Le VHB (virus de l’hépatite B) peut être transmis à partir des liquides biologiques provenant d’individus infectés, en particulier le sang et les sécrétions sexuelles (spermes, sécrétions vaginales).

 

La salive peut jouer un rôle (non démontré !) dans la transmission du virus selon le mode d’expositions. Bien que de faibles quantités de virus aient été mises en évidence dans les larmes, le lait maternel, les urines, les selles, ces liquides biologiques ne seraient pas impliqués dans la transmission du VHB. La contagiosité de ces sécrétions n’a jamais pu être démontrée et la charge virale y est toujours 100 à 1000 fois plus faible que dans le sang. Les porteurs asymptomatiques ne sont pas conscients du risque infectieux qu’ils représentent. Chez les porteurs chroniques, la charge virale varie d’un individu à l’autre.

 

Le VHB est environ 100 fois plus contagieux que le virus du Sida. Toute lésion cutanée, même minime, peut être une porte d’entrée pour le VHB.

 

Transmission parentérale :

Ce mode de transmission est retrouvé dans tous les pays, quel que soit leur taux d’endémicité. La transmission se fait par contact avec du sang ou des dérivés sanguins, surtout en pratique médicale (prélèvements, transfusions, chirurgie, hémodialyse, soins dentaires, piqûre accidentelle...), mais aussi par l’échange de seringues contaminées entre toxicomanes. La pratique de tatouages, de piercing (perçage d’oreilles ou autres), d’acupuncture peut être une source de contamination, en l’absence de règles d’hygiène strictes.

 

Transmission verticale : (de la mère à l’enfant)

Les enfants nés de mères contaminées sont exposés à un risque important de contamination par voie sanguine. Ce mode de transmission prédomine dans les pays à forte endémie comme en Asie. Une fois infectés, ces nouveau-nés sont particulièrement exposés à un risque de portage chronique et constituent alors un réservoir de virus. Environ 95% des transmissions périnatales ont lieu au moment de l’accouchement par contact direct avec le sang maternel, mais 5% des enfants semblent déjà avoir été contaminés dans l’utérus. La transmission du VHB peut se faire par voie placentaire (communication entre les circulations fœtale et maternelle), par pénétration du virus au travers des muqueuses, par ingestion de sang maternel au moment du passage dans la filière génitale ou encore par contamination sanguine au cours d’une césarienne. Quoique la transmission transplacentaire n’ait pas été scientifiquement prouvée.

 

Transmission sexuelle :

Ce mode de transmission, bien démontré, est prépondérant dans les pays de faible endémicité. L’hépatite B est une maladie sexuellement transmissible (MST). Le risque augmente avec le nombre de partenaires, avec le nombre d’années d’activité sexuelle et avec l’existence d’antécédents d’autres MST. On estime que 16 à 40% des partenaires sexuels d’individus infectés par le VHB sont exposés.

 

Transmission horizontale :

Ce mode de transmission est plus fréquent chez les jeunes enfants et les adolescents, mais peut exister à tout âge. Ce mode prédomine en Afrique. Même en l’absence de rapports sexuels, les contacts avec un porteur du VHB constituent un risque de transmission au sein des familles ou dans les collectivités d’enfants, des institutions (pensionnat, institut pour handicapés, prison). Le rôle de la salive, des lésions cutanées, de l’échange d’objets personnels (rasoir, brosse à dents, linge de toilette...) a été évoqué.

 

LA SALIVE EST-ELLE UN VECTEUR DE CONTAMINATION ?
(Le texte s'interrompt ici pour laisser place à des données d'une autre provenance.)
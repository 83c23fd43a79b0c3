//! Domain Transformation Tests
//!
//! Split/Merge/Reorder/rFactor over tensor domains: shapes, provenance,
//! error behavior, and the root-size round-trip invariant.

use fusor::domain::const_domain_product;
use fusor::{DataType, Fusion, TransformError};

#[test]
fn test_split_creates_outer_ceil_div_extent() {
    let mut fusion = Fusion::new();
    let tv = fusion.new_contiguous_tensor(DataType::Float, &[100]);
    fusion.split(tv, 0, 32).expect("split");

    let domain = fusion.tv_current_domain(tv);
    assert_eq!(domain.len(), 2);
    let outer = fusion.iter_domain(domain[0]);
    let inner = fusion.iter_domain(domain[1]);
    // ceilDiv(100, 32) = 4
    assert_eq!(fusion.val(outer.extent).const_int(), Some(4));
    assert_eq!(fusion.val(inner.extent).const_int(), Some(32));
}

#[test]
fn test_split_propagates_reduction_flag_not_parallel_tag() {
    let mut fusion = Fusion::new();
    let tv = fusion.new_contiguous_tensor(DataType::Float, &[8, 64]);
    let red = fusion.sum(tv, &[1]);
    fusion
        .parallelize(red, 1, fusor::ParallelType::TIDx)
        .expect("parallelize");
    fusion.split(red, 1, 16).expect("split");

    let domain = fusion.tv_current_domain(red);
    let outer = fusion.iter_domain(domain[1]);
    let inner = fusion.iter_domain(domain[2]);
    assert!(outer.is_reduction());
    assert!(inner.is_reduction());
    // The parallel tag stays behind on the split input.
    assert_eq!(outer.parallel, fusor::ParallelType::Serial);
    assert_eq!(inner.parallel, fusor::ParallelType::Serial);
}

#[test]
fn test_merge_requires_matching_kinds() {
    let mut fusion = Fusion::new();
    let tv = fusion.new_contiguous_tensor(DataType::Float, &[8, 64]);
    let red = fusion.sum(tv, &[1]);
    let err = fusion.merge(red, 0);
    assert!(matches!(err, Err(TransformError::MergeMismatchedKinds { .. })));
    // Failure leaves the domain unchanged.
    assert_eq!(fusion.tv_n_dims(red), 2);
}

#[test]
fn test_invalid_axis_errors_leave_domain_unchanged() {
    let mut fusion = Fusion::new();
    let tv = fusion.new_contiguous_tensor(DataType::Float, &[8, 8]);
    let before = fusion.tv_current_domain(tv);

    assert!(matches!(
        fusion.split(tv, 7, 2),
        Err(TransformError::AxisOutOfRange { .. })
    ));
    assert!(matches!(
        fusion.split(tv, 0, -3),
        Err(TransformError::BadSplitFactor { .. })
    ));
    assert!(matches!(
        fusion.reorder(tv, &[(0, 5)]),
        Err(TransformError::AxisOutOfRange { .. })
    ));
    assert_eq!(fusion.tv_current_domain(tv), before);
}

#[test]
fn test_transformation_round_trip_preserves_size_product() {
    // Arbitrary split/merge sequences keep the domain size product equal
    // to the root size product.
    let mut fusion = Fusion::new();
    let tv = fusion.new_contiguous_tensor(DataType::Float, &[6, 10, 14]);
    let root_product = const_domain_product(&fusion, &fusion.tv_root(tv)).expect("const");

    fusion.merge(tv, 0).expect("merge");
    fusion.split(tv, 0, 5).expect("split");
    fusion.split(tv, 2, 7).expect("split");
    fusion.merge(tv, 1).expect("merge");

    let domain = fusion.tv_current_domain(tv);
    let domain_product = const_domain_product(&fusion, &domain).expect("const");
    // Splits can round up, never down.
    assert!(domain_product >= root_product);
    // With dividing factors the product is exact.
    let mut fusion2 = Fusion::new();
    let tv2 = fusion2.new_contiguous_tensor(DataType::Float, &[8, 16]);
    let root2 = const_domain_product(&fusion2, &fusion2.tv_root(tv2)).expect("const");
    fusion2.merge(tv2, 0).expect("merge");
    fusion2.split(tv2, 0, 4).expect("split");
    fusion2.split(tv2, 1, 2).expect("split");
    let domain2 = fusion2.tv_current_domain(tv2);
    assert_eq!(const_domain_product(&fusion2, &domain2).expect("const"), root2);
}

#[test]
fn test_reorder_full_cycle_restores_order() {
    let mut fusion = Fusion::new();
    let tv = fusion.new_contiguous_tensor(DataType::Float, &[2, 3, 4]);
    let before = fusion.tv_current_domain(tv);
    fusion.reorder(tv, &[(0, 2), (1, 0), (2, 1)]).expect("reorder");
    fusion.reorder(tv, &[(2, 0), (0, 1), (1, 2)]).expect("reorder");
    assert_eq!(fusion.tv_current_domain(tv), before);
}

#[test]
fn test_rfactor_splits_reduction_into_two_stages() {
    let mut fusion = Fusion::new();
    let tv = fusion.new_contiguous_tensor(DataType::Float, &[1025, 129]);
    let red = fusion.sum(tv, &[1]);
    fusion.add_input(tv);
    fusion.add_output(red);

    // Textbook staging: split by tidx, then unroll, then tidy.
    fusion.split(red, 1, 16).expect("split tidx");
    fusion.split(red, 1, 4).expect("split unroll");
    fusion.split(red, 1, 8).expect("split tidy");
    // domain: [i, r/.., r8, r4, r16]
    let rf = fusion.rfactor(red, &[1, 2]).expect("rfactor outer two");

    // Stage one keeps the selected axes as reductions.
    let rf_domain = fusion.tv_current_domain(rf);
    assert!(fusion.iter_domain(rf_domain[1]).is_reduction());
    assert!(fusion.iter_domain(rf_domain[2]).is_reduction());
    assert!(fusion.iter_domain(rf_domain[3]).is_rfactor);
    assert!(fusion.iter_domain(rf_domain[4]).is_rfactor);

    // Stage two reduces what survives.
    let red_domain = fusion.tv_current_domain(red);
    assert_eq!(red_domain.len(), 3);
    assert!(fusion.iter_domain(red_domain[1]).is_reduction());
    assert!(fusion.iter_domain(red_domain[2]).is_reduction());

    // The DAG now chains input -> rf -> red.
    let stage2 = fusion.val(red).definition().expect("redefined");
    assert_eq!(fusion.expr(stage2).inputs(), &[rf]);
    let stage1 = fusion.val(rf).definition().expect("defined");
    assert_eq!(fusion.expr(stage1).inputs(), &[tv]);
}

#[test]
fn test_rfactor_errors() {
    let mut fusion = Fusion::new();
    let tv = fusion.new_contiguous_tensor(DataType::Float, &[16, 16]);
    let red = fusion.sum(tv, &[1]);

    assert!(matches!(
        fusion.rfactor(red, &[0]),
        Err(TransformError::RFactorNonReduction { .. })
    ));
    assert!(matches!(
        fusion.rfactor(red, &[]),
        Err(TransformError::RFactorEmptySelection)
    ));
    assert!(matches!(
        fusion.rfactor(tv, &[0]),
        Err(TransformError::RFactorNotReduction)
    ));
}

#[test]
fn test_fusion_clone_preserves_transforms() {
    let mut fusion = Fusion::new();
    let tv = fusion.new_contiguous_tensor(DataType::Float, &[16, 16]);
    fusion.merge(tv, 0).expect("merge");
    fusion.split(tv, 0, 8).expect("split");

    let copy = fusion.deep_copy();
    assert_eq!(copy.tv_n_dims(tv), fusion.tv_n_dims(tv));
    assert_eq!(copy.num_exprs(), fusion.num_exprs());
}
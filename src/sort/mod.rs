//! Expression Sorting
//!
//! Orders the fusion's tensor expressions so that a single linear walk can
//! emit correctly nested loops: each expression ends up inside exactly the
//! loops demanded by its computeAt prefix.
//!
//! The strategy is agglomerative grouping over the expression DAG. Each
//! expression starts as a singleton group carrying its output's shared-loop
//! axes as a stack. Neighboring groups merge when their innermost loops
//! agree under the loop equivalence map and the merge keeps the group graph
//! acyclic (the level criterion of the multilevel acyclic-partitioning
//! result the original segmenter is built on). When no merge applies, each
//! group whose deepest loop is not shared with any neighbor pops it, and
//! grouping resumes, until the groups are disjoint and stable.
//!
//! Ties between equally legal merges resolve by declaration order: groups
//! and candidate lists are visited in creation order.

use std::collections::{HashMap, HashSet, VecDeque};

use tracing::trace;

use crate::compute_at::ComputeAtMap;
use crate::ir::{ExprId, Fusion, ValId};

type GroupId = usize;
type EdgeId = usize;

#[derive(Debug, Clone)]
struct Edge {
    from: GroupId,
    to: GroupId,
    alive: bool,
}

#[derive(Debug, Clone, Default)]
struct Group {
    exprs: Vec<ExprId>,
    /// Shared-loop axes this group currently sits inside
    ca_domains: Vec<ValId>,
    producer_edges: Vec<EdgeId>,
    consumer_edges: Vec<EdgeId>,
    alive: bool,

    // Stateful traversal info
    level: i64,
    visited: bool,
    merge_with: Option<GroupId>,
    merged: bool,
}

/// Sort the fusion's tensor expressions by computeAt loop structure.
pub fn sort_exprs(fusion: &Fusion, ca_map: &ComputeAtMap) -> Vec<ExprId> {
    let exprs = fusion.tensor_exprs();
    if exprs.len() <= 1 {
        return exprs;
    }
    let mut sorter = ExprSorter::new(fusion, ca_map, &exprs);
    sorter.segment();
    sorter.flatten()
}

struct ExprSorter<'a> {
    fusion: &'a Fusion,
    ca_map: &'a ComputeAtMap,
    groups: Vec<Group>,
    edges: Vec<Edge>,
}
//! Math IR
//!
//! The symbolic, pre-lowering half of the two-level IR: the `Fusion` arena,
//! its `Val`/`Expr` nodes, arithmetic builders, and the dispatch/comparison
//! framework. The lowered kernel IR lives in [`crate::lower`].

mod arith;
mod fusion;
mod node;
mod visitor;

pub use fusion::Fusion;
pub use node::{
    ComputeAtLink, Expr, ExprId, ExprKind, IterDomain, ScalarConst, TensorDomain, TensorIndex,
    TensorView, Val, ValId, ValKind,
};
pub use visitor::IrVisitor;
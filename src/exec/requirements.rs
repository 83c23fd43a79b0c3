//! Inputs Requirement
//!
//! The kernel-shape cache key: device, the stride-order permutations, and
//! per-input `(rank, per-axis (is_size_1, stride_index, contiguity))`
//! observations. Two requirements comply when all of those agree — concrete
//! sizes may differ, which is exactly what lets two runs with different
//! extents share one compiled kernel.
//!
//! The input permutation sorts dimensions by observed stride order
//! (slowest to fastest) so a permuted-layout tensor compiles as if it were
//! row-major; the output permutation is its inverse, adjusted for axes a
//! reduction eliminated.

use crate::exec::args::{ArgValue, TensorArg};
use crate::exec::ExecError;
use crate::graph::{GraphDef, GraphValue};
use crate::types::DeviceId;

/// Per-axis observation of one tensor input.
#[derive(Debug, Clone, Copy, PartialEq, Eq)]
pub struct AxisRequirement {
    pub is_size_one: bool,
    pub stride_index: Option<usize>,
    pub contiguous: Option<bool>,
}

/// Per-input observation; `None` for scalar arguments.
#[derive(Debug, Clone, PartialEq, Eq)]
pub struct TensorRequirement {
    pub rank: usize,
    pub axes: Vec<AxisRequirement>,
}

/// The kernel-shape cache key.
#[derive(Debug, Clone, PartialEq, Eq)]
pub struct InputsRequirement {
    pub device: DeviceId,
    pub input_permutation: Vec<usize>,
    pub output_permutation: Vec<usize>,
    pub per_input: Vec<Option<TensorRequirement>>,
}

impl InputsRequirement {
    /// Build from runtime arguments.
    pub fn from_args(inputs: &[ArgValue], reduction_axes: &[usize]) -> Result<Self, ExecError> {
        let mut per_input: Vec<Option<TensorRequirement>> = Vec::with_capacity(inputs.len());
        let mut device: Option<DeviceId> = None;
        let mut acc_props: Option<Vec<Option<usize>>> = None;

        for input in inputs {
            match input {
                ArgValue::Tensor(tensor) => {
                    per_input.push(Some(tensor_requirement(tensor)));
                    match device {
                        None => device = Some(tensor.device),
                        Some(d) if d == tensor.device => {}
                        Some(d) => {
                            return Err(ExecError::InvalidArguments {
                                reason: format!(
                                    "requires a fixed device for all inputs: {d} vs {}",
                                    tensor.device
                                ),
                            })
                        }
                    }
                    merge_stride_slots(&mut acc_props, &stride_slots_of_arg(tensor));
                }
                _ => per_input.push(None),
            }
        }

        let device = device.ok_or_else(|| ExecError::InvalidArguments {
            reason: "could not detect device: no tensor inputs".to_string(),
        })?;
        let input_permutation = permutation_per_sorted_stride(acc_props.unwrap_or_default());
        let output_permutation = reverse_permutation(&input_permutation, reduction_axes);
        Ok(InputsRequirement { device, input_permutation, output_permutation, per_input })
    }

    /// Build from the graph's annotated input types.
    pub fn from_graph(graph: &GraphDef, reduction_axes: &[usize]) -> Result<Self, ExecError> {
        let mut per_input: Vec<Option<TensorRequirement>> = Vec::with_capacity(graph.inputs.len());
        let mut device: Option<DeviceId> = None;
        let mut acc_props: Option<Vec<Option<usize>>> = None;

        for &idx in &graph.inputs {
            match &graph.values[idx] {
                GraphValue::Tensor(t) => {
                    per_input.push(Some(TensorRequirement {
                        rank: t.rank(),
                        axes: t
                            .sizes
                            .iter()
                            .zip(t.stride_properties.iter())
                            .map(|(&size, prop)| AxisRequirement {
                                is_size_one: size == Some(1),
                                stride_index: prop.stride_index,
                                contiguous: prop.contiguous,
                            })
                            .collect(),
                    }));
                    device.get_or_insert(t.device);
                    let slots: Vec<Option<usize>> =
                        t.stride_properties.iter().map(|p| p.stride_index).collect();
                    merge_stride_slots(&mut acc_props, &slots);
                }
                GraphValue::Scalar { .. } => per_input.push(None),
            }
        }

        let device = device.ok_or_else(|| ExecError::InvalidArguments {
            reason: "graph has no tensor inputs".to_string(),
        })?;
        let input_permutation = permutation_per_sorted_stride(acc_props.unwrap_or_default());
        let output_permutation = reverse_permutation(&input_permutation, reduction_axes);
        Ok(InputsRequirement { device, input_permutation, output_permutation, per_input })
    }

    /// Do the inputs need layout normalization before dispatch?
    pub fn requires_permutation(&self) -> bool {
        self.input_permutation.iter().enumerate().any(|(i, &p)| i != p)
    }

    /// Compliance: same device, same permutations, and agreeing per-input
    /// observations. Concrete sizes do not participate.
    pub fn comply_with(&self, expect: &InputsRequirement) -> bool {
        if self.device != expect.device
            || self.input_permutation != expect.input_permutation
            || self.output_permutation != expect.output_permutation
            || self.per_input.len() != expect.per_input.len()
        {
            return false;
        }
        for (mine, theirs) in self.per_input.iter().zip(expect.per_input.iter()) {
            match (mine, theirs) {
                (None, None) => {}
                (Some(a), Some(b)) => {
                    if a.rank != b.rank || a.axes.len() != b.axes.len() {
                        return false;
                    }
                    for (ax, bx) in a.axes.iter().zip(b.axes.iter()) {
                        if ax.is_size_one != bx.is_size_one
                            || ax.stride_index != bx.stride_index
                            || ax.contiguous != bx.contiguous
                        {
                            return false;
                        }
                    }
                }
                _ => return false,
            }
        }
        true
    }
}

fn tensor_requirement(tensor: &TensorArg) -> TensorRequirement {
    let slots = tensor.stride_order();
    let contiguity = tensor.contiguity();
    TensorRequirement {
        rank: tensor.rank(),
        axes: (0..tensor.rank())
            .map(|axis| AxisRequirement {
                is_size_one: tensor.sizes[axis] == 1,
                stride_index: Some(slots[axis]),
                contiguous: Some(contiguity[axis]),
            })
            .collect(),
    }
}

fn stride_slots_of_arg(tensor: &TensorArg) -> Vec<Option<usize>> {
    tensor.stride_order().into_iter().map(Some).collect()
}

/// Accumulate per-axis stride slots across the tensor inputs: the first
/// full observation wins per axis; rank mismatches are skipped (broadcast
/// operands do not vote on the common layout).
fn merge_stride_slots(acc: &mut Option<Vec<Option<usize>>>, slots: &[Option<usize>]) {
    match acc {
        None => *acc = Some(slots.to_vec()),
        Some(existing) => {
            if existing.len() != slots.len() {
                return;
            }
            for (slot, &new) in existing.iter_mut().zip(slots.iter()) {
                if slot.is_none() {
                    *slot = new;
                }
            }
        }
    }
}

/// The permutation achieving sorted stride order: entry `k` is the axis
/// sitting at stride slot `k` (slowest first). Axes without a designated
/// slot fill the gaps in order.
pub fn permutation_per_sorted_stride(per_axis_slot: Vec<Option<usize>>) -> Vec<usize> {
    let rank = per_axis_slot.len();
    let mut permute_seq: Vec<Option<usize>> = vec![None; rank];
    let mut ordered_axes: Vec<bool> = vec![false; rank];
    for (axis, &slot) in per_axis_slot.iter().enumerate() {
        if let Some(slot) = slot {
            if slot < rank && permute_seq[slot].is_none() {
                permute_seq[slot] = Some(axis);
                ordered_axes[axis] = true;
            }
        }
    }
    let mut unallocated = (0..rank).filter(|&axis| !ordered_axes[axis]);
    permute_seq
        .into_iter()
        .map(|slot| slot.unwrap_or_else(|| unallocated.next().expect("slot counts match")))
        .collect()
}

/// Invert `permuted`, then drop axes eliminated by the reduction and shift
/// the ones above them down.
pub fn reverse_permutation(permuted: &[usize], reduction_axes: &[usize]) -> Vec<usize> {
    let rank = permuted.len();
    let mut permutation = vec![0usize; rank];
    for (i, &p) in permuted.iter().enumerate() {
        permutation[p] = i;
    }
    if reduction_axes.is_empty() {
        return permutation;
    }
    let mut adjusted = Vec::new();
    for &dim in &permutation {
        let mut offset = 0usize;
        let mut eliminated = false;
        for &red_dim in reduction_axes {
            if red_dim < dim {
                offset += 1;
            } else if red_dim == dim {
                eliminated = true;
                break;
            }
        }
        if !eliminated {
            adjusted.push(dim - offset);
        }
    }
    adjusted
}

#[cfg(test)]
mod tests {
    use super::*;
    use crate::exec::backend::DevicePtr;
    use crate::types::DataType;

    fn tensor(sizes: &[i64], strides: &[i64]) -> ArgValue {
        ArgValue::Tensor(TensorArg {
            ptr: DevicePtr(0),
            dtype: DataType::Float,
            device: DeviceId(0),
            sizes: sizes.to_vec(),
            strides: strides.to_vec(),
        })
    }

    #[test]
    fn test_identity_permutation_for_row_major() {
        let inputs = vec![tensor(&[4, 8], &[8, 1])];
        let req = InputsRequirement::from_args(&inputs, &[]).expect("valid inputs");
        assert_eq!(req.input_permutation, vec![0, 1]);
        assert_eq!(req.output_permutation, vec![0, 1]);
        assert!(!req.requires_permutation());
    }

    #[test]
    fn test_transposed_layout_is_normalized() {
        // Column-major: axis 1 is slowest.
        let inputs = vec![tensor(&[4, 8], &[1, 4])];
        let req = InputsRequirement::from_args(&inputs, &[]).expect("valid inputs");
        assert_eq!(req.input_permutation, vec![1, 0]);
        assert!(req.requires_permutation());
        // Output permutation inverts the normalization.
        assert_eq!(req.output_permutation, vec![1, 0]);
    }

    #[test]
    fn test_reverse_permutation_drops_reduced_axes() {
        // Identity layout, reduce axis 1 of a rank-3 tensor.
        let out = reverse_permutation(&[0, 1, 2], &[1]);
        assert_eq!(out, vec![0, 1]);
    }

    #[test]
    fn test_compliance_ignores_sizes() {
        let a = vec![tensor(&[16, 8], &[8, 1])];
        let b = vec![tensor(&[12, 6], &[6, 1])];
        let req_a = InputsRequirement::from_args(&a, &[]).expect("valid inputs");
        let req_b = InputsRequirement::from_args(&b, &[]).expect("valid inputs");
        assert!(req_a.comply_with(&req_b));
        assert!(req_b.comply_with(&req_a));
    }

    #[test]
    fn test_compliance_breaks_on_stride_order() {
        let a = vec![tensor(&[16, 8], &[8, 1])];
        let b = vec![tensor(&[16, 8], &[1, 16])];
        let req_a = InputsRequirement::from_args(&a, &[]).expect("valid inputs");
        let req_b = InputsRequirement::from_args(&b, &[]).expect("valid inputs");
        assert!(!req_a.comply_with(&req_b));
    }

    #[test]
    fn test_compliance_breaks_on_broadcast_mask() {
        let a = vec![tensor(&[16, 1], &[1, 1])];
        let b = vec![tensor(&[16, 8], &[8, 1])];
        let req_a = InputsRequirement::from_args(&a, &[]).expect("valid inputs");
        let req_b = InputsRequirement::from_args(&b, &[]).expect("valid inputs");
        assert!(!req_a.comply_with(&req_b));
    }

    #[test]
    fn test_mixed_scalar_inputs_keep_slots() {
        let inputs = vec![tensor(&[4, 4], &[4, 1]), ArgValue::Float(2.0)];
        let req = InputsRequirement::from_args(&inputs, &[]).expect("valid inputs");
        assert_eq!(req.per_input.len(), 2);
        assert!(req.per_input[0].is_some());
        assert!(req.per_input[1].is_none());
    }
}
Dans 31% des cas d’hépatite B aiguë recensés, il n’a pas été retrouvé de facteur de contamination. Une éventuelle transmission salivaire a donc été incriminée pour expliquer ce phénomène. Pourtant, certains auteurs admettent que les baisers, les échanges de verres ou d’instruments de musique ne constituent pas un mode de transmission du virus. Les contradictions relevées dans les différentes études nous invitent par conséquent à nous montrer prudents quant à ce mode possible de contamination.